Task item: In the material below, tally the lines that include the string "back", then write down only the total.

Records shown:

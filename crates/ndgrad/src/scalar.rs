//! Element and scalar traits, and the static precision-promotion table.

use std::fmt::{self, Debug};

use half::{bf16, f16};
use num_traits::Float;

use crate::operations::cast;
use crate::tensor::Tensor;

/// Runtime tag for an element type.
#[derive(Debug, Clone, Copy, PartialEq, Eq, Hash)]
pub enum DType {
    Bool,
    U8,
    I64,
    F16,
    BF16,
    F32,
    F64,
}

impl DType {
    /// Returns true for the 16-bit float formats that compute in `f32`.
    pub fn is_reduced_precision(self) -> bool {
        matches!(self, DType::F16 | DType::BF16)
    }

    pub fn is_float(self) -> bool {
        matches!(self, DType::F16 | DType::BF16 | DType::F32 | DType::F64)
    }

    pub fn name(self) -> &'static str {
        match self {
            DType::Bool => "bool",
            DType::U8 => "uint8",
            DType::I64 => "int64",
            DType::F16 => "float16",
            DType::BF16 => "bfloat16",
            DType::F32 => "float32",
            DType::F64 => "float64",
        }
    }
}

impl fmt::Display for DType {
    fn fmt(&self, f: &mut fmt::Formatter<'_>) -> fmt::Result {
        f.write_str(self.name())
    }
}

/// Any value that can be stored in a tensor.
///
/// The f64 conversions back `cast` and constant fill. They round for narrow
/// floats, truncate for integers and map booleans through `!= 0`.
pub trait Element: Copy + Debug + Default + PartialEq + Send + Sync + 'static {
    const DTYPE: DType;

    fn cast_to_f64(self) -> f64;

    fn cast_from_f64(value: f64) -> Self;
}

/// Differentiable floating-point element.
///
/// `Compute` is the type rule bodies run in. The implementations below are
/// the promotion table: `f16` and `bf16` compute in `f32`, `f32` and `f64`
/// compute in themselves.
pub trait Scalar: Element + Float {
    type Compute: Scalar;

    /// Error function.
    fn erf(self) -> Self;

    /// Convert a tensor into the compute type. Identity promotions share storage.
    fn promote(tensor: &Tensor<Self>) -> Tensor<Self::Compute>;

    /// Convert a compute-type tensor back into this type.
    fn demote(tensor: Tensor<Self::Compute>) -> Tensor<Self>;
}

impl Element for bool {
    const DTYPE: DType = DType::Bool;

    fn cast_to_f64(self) -> f64 {
        if self { 1.0 } else { 0.0 }
    }

    fn cast_from_f64(value: f64) -> Self {
        value != 0.0
    }
}

macro_rules! impl_primitive_element {
    ($($ty:ty => $dtype:expr),* $(,)?) => {
        $(
            impl Element for $ty {
                const DTYPE: DType = $dtype;

                fn cast_to_f64(self) -> f64 {
                    self as f64
                }

                fn cast_from_f64(value: f64) -> Self {
                    value as $ty
                }
            }
        )*
    };
}

impl_primitive_element!(u8 => DType::U8, i64 => DType::I64, f32 => DType::F32, f64 => DType::F64);

macro_rules! impl_half_element {
    ($($ty:ty => $dtype:expr),* $(,)?) => {
        $(
            impl Element for $ty {
                const DTYPE: DType = $dtype;

                fn cast_to_f64(self) -> f64 {
                    self.to_f64()
                }

                fn cast_from_f64(value: f64) -> Self {
                    <$ty>::from_f64(value)
                }
            }

            impl Scalar for $ty {
                type Compute = f32;

                fn erf(self) -> Self {
                    <$ty>::from_f32(libm::erff(self.to_f32()))
                }

                fn promote(tensor: &Tensor<Self>) -> Tensor<f32> {
                    cast(tensor)
                }

                fn demote(tensor: Tensor<f32>) -> Tensor<Self> {
                    cast(&tensor)
                }
            }
        )*
    };
}

impl_half_element!(f16 => DType::F16, bf16 => DType::BF16);

impl Scalar for f32 {
    type Compute = f32;

    fn erf(self) -> Self {
        libm::erff(self)
    }

    fn promote(tensor: &Tensor<Self>) -> Tensor<f32> {
        tensor.clone()
    }

    fn demote(tensor: Tensor<f32>) -> Tensor<Self> {
        tensor
    }
}

impl Scalar for f64 {
    type Compute = f64;

    fn erf(self) -> Self {
        libm::erf(self)
    }

    fn promote(tensor: &Tensor<Self>) -> Tensor<f64> {
        tensor.clone()
    }

    fn demote(tensor: Tensor<f64>) -> Tensor<Self> {
        tensor
    }
}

Completed task: 2